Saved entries
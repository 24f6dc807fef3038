//! # idmap Backend Library
//!
//! Core library of the id-mapping service used by the library/equipment
//! management backend. It translates externally visible identifiers
//! (barcodes, import keys, legacy ids) to internal storage keys for students,
//! books, equipment, users and checkouts.
//!
//! ## Architecture
//!
//! - **Axum**: HTTP surface over the mapping manager
//! - **SQLx**: Asynchronous persistence with SQLite
//! - **Tokio**: Async runtime and the background cleanup task
//! - **LRU**: In-process cache with per-key TTL
//!
//! ## Core Components
//!
//! - [`config`]: Layered configuration (embedded defaults, file, env)
//! - [`db`]: Database schema initialization
//! - [`error`]: HTTP error type and JSON error responses
//! - [`mapping`]: Mapping manager, store, cache, validation and cleanup
//! - [`metrics`]: Lookup, cache and cleanup counters
//! - [`routes`]: HTTP API endpoint handlers
//! - [`state`]: Shared application state
//! - [`types`]: Domain types and data transfer objects

pub mod config;
pub mod db;
pub mod error;
pub mod mapping;
pub mod metrics;
pub mod routes;
pub mod state;
pub mod types;

#[cfg(test)]
mod tests;
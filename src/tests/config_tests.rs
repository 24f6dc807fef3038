#[cfg(test)]
mod tests {
    use crate::config::{self, AppConfig};
    use std::env;
    use std::fs;

    #[test]
    fn test_default_config() {
        let config = AppConfig::default();

        assert_eq!(config.server.host, "127.0.0.1");
        assert_eq!(config.server.port, 8080);
        assert_eq!(config.database.url, "sqlite://data/idmap.db");
        assert_eq!(config.mapping.cache_prefix, "idmap");
        assert_eq!(config.mapping.cache_ttl_secs, 86400);
        assert_eq!(config.mapping.cleanup_interval_secs, 3600);
        assert_eq!(config.mapping.cleanup_max_age_days, 30);
        assert_eq!(config.mapping.stale_after_days, 30);
        assert!(config.mapping.enable_cleanup);
        assert!(config::validate(&config).is_ok());
    }

    #[test]
    fn test_mapping_defaults_match_embedded_toml() {
        let embedded = AppConfig::default().mapping;
        let coded = crate::config::MappingConfig::default();
        assert_eq!(embedded.cache_ttl_secs, coded.cache_ttl_secs);
        assert_eq!(embedded.batch_size, coded.batch_size);
        assert_eq!(embedded.top_accessed_limit, coded.top_accessed_limit);
        assert_eq!(embedded.store_timeout_ms, coded.store_timeout_ms);
        assert_eq!(embedded.cache_timeout_ms, coded.cache_timeout_ms);
    }

    #[test]
    fn test_invalid_values_are_rejected() {
        let mut cfg = AppConfig::default();
        cfg.server.port = 0;
        assert!(config::validate(&cfg).unwrap_err().to_string().contains("invalid server.port"));

        let mut cfg = AppConfig::default();
        cfg.mapping.cache_prefix = "  ".to_string();
        assert!(config::validate(&cfg).is_err());

        let mut cfg = AppConfig::default();
        cfg.mapping.batch_size = 0;
        assert!(config::validate(&cfg).unwrap_err().to_string().contains("batch_size"));

        let mut cfg = AppConfig::default();
        cfg.mapping.cleanup_interval_secs = 0;
        assert!(config::validate(&cfg).is_err());

        let mut cfg = AppConfig::default();
        cfg.mapping.cache_timeout_ms = 0;
        assert!(config::validate(&cfg).is_err());
    }

    #[test]
    fn test_config_from_file() {
        let config_content = r#"
[server]
host = "192.168.1.1"
port = 9000

[mapping]
cache_prefix = "lib"
cache_ttl_secs = 600
enable_cleanup = false
"#;
        let temp_file = tempfile::Builder::new().suffix(".toml").tempfile().unwrap();
        fs::write(temp_file.path(), config_content).unwrap();

        env::set_var("IDMAP_CONFIG", temp_file.path());
        let result = config::load();
        env::remove_var("IDMAP_CONFIG");

        let config = result.unwrap();
        assert_eq!(config.server.host, "192.168.1.1");
        assert_eq!(config.server.port, 9000);
        assert_eq!(config.mapping.cache_prefix, "lib");
        assert_eq!(config.mapping.cache_ttl_secs, 600);
        assert!(!config.mapping.enable_cleanup);
        // Untouched keys keep their defaults
        assert_eq!(config.mapping.batch_size, 100);
    }

    #[test]
    fn test_durations() {
        let m = AppConfig::default().mapping;
        assert_eq!(m.cache_ttl().as_secs(), 24 * 60 * 60);
        assert_eq!(m.cleanup_interval().as_secs(), 60 * 60);
        assert_eq!(m.store_timeout().as_millis(), 5000);
        assert_eq!(m.cache_timeout().as_millis(), 1000);
    }
}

• [What is being asked]:
Going through the entries above, report how many lines include the string "host". The number alone is the answer.

• [Completed exercise]:
3